Founded in 2003 by Frank Lowy, the Lowy Institute is a independent Australian think tank. The institute's role is to provide original policy oriented research pertaining to political, economic, and strategic issues from a global perspective with an emphasis on Asia in this case.
The Asia Power Index examines a myriad of factors such as GDP, technological connectivity, resource availability, internal stability and military capabilities in to order to access the overall political clout each of the 26 Asian nations.
For brevity sake, we will focus on a handful of countries with an emphasis on China, Russia, and the United States who are considered the current key global players and some of the key factors affecting the standing. If you'd like to delve into the index more deeply (and we encourage you to do so), we've provided a link below. I'm sure you'll find it as intriguing as we did.
In terms of Gross Domestic Product (GDP), China was the largest. Alone of the top five, which included the U.S., India, Japan and Russia, its GDP showed signs of sustained growth. It's worth mentioning that sixth placed Indonesia's GDP was growing, making it 9th out of the 26 Asian nations in overall power.

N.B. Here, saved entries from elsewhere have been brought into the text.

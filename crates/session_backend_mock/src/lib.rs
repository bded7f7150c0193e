//! Deterministic in-memory implementations of the `session_backend` contract.
//!
//! Intended for local development and integration tests of the sync core. No
//! network or protocol logic lives here.

use std::sync::{Mutex, MutexGuard};

mod backend;
mod connector;

pub use backend::{MockBackend, MockCall};
pub use connector::{ConnectScript, MockConnector, MockPeer};

fn lock_unpoisoned<T>(mutex: &Mutex<T>) -> MutexGuard<'_, T> {
    mutex
        .lock()
        .unwrap_or_else(|poisoned| poisoned.into_inner())
}
use std::collections::BTreeMap;

use crate::config::SessionApiConfig;
use crate::error::SessionApiError;

pub const HEADER_ACCEPT: &str = "accept";
pub const HEADER_AUTHORIZATION: &str = "authorization";
pub const HEADER_USER_AGENT: &str = "user-agent";

/// Build a deterministic header map for REST requests.
pub fn build_headers(
    config: &SessionApiConfig,
) -> Result<BTreeMap<String, String>, SessionApiError> {
    let credential = config.credential.trim();
    if credential.is_empty() {
        return Err(SessionApiError::MissingCredential);
    }

    let mut headers = BTreeMap::new();
    headers.insert(
        HEADER_AUTHORIZATION.to_owned(),
        format!("Bearer {credential}"),
    );
    headers.insert(HEADER_ACCEPT.to_owned(), "application/json".to_owned());
    headers.insert(
        HEADER_USER_AGENT.to_owned(),
        config
            .user_agent
            .as_deref()
            .and_then(sanitize_nonempty)
            .unwrap_or_else(default_user_agent),
    );

    for (key, value) in &config.extra_headers {
        let key = key.trim().to_ascii_lowercase();
        if key == HEADER_AUTHORIZATION {
            continue;
        }
        headers.insert(key, value.trim().to_owned());
    }

    Ok(headers)
}

fn sanitize_nonempty(value: &str) -> Option<String> {
    let trimmed = value.trim();
    if trimmed.is_empty() {
        None
    } else {
        Some(trimmed.to_owned())
    }
}

fn default_user_agent() -> String {
    format!("session_api/{}", env!("CARGO_PKG_VERSION"))
}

When it came to productivity, the U.S. scored a perfect 100, followed by Australia, Singapore, Japan, New Zealand, and Taiwan. Russia ranked 9th while China was 11th. India, Philippines and Indonesia ranked lower.China was second with its leverage showing sign of growth. Third place Japan, however, saw its influence declining, whereas India, Singapore, South Korea, and Russia all experiencing growth in their global clout.
Technology seems to be the byword for prosperity these days, which was puzzling as each of the top 10 nations associated with technological innovation all showed decline, including top ranked United States, China, and Japan. To find any country whose technology capabilities were growing, we have to drop down to Myanmar in 22nd place on the Index.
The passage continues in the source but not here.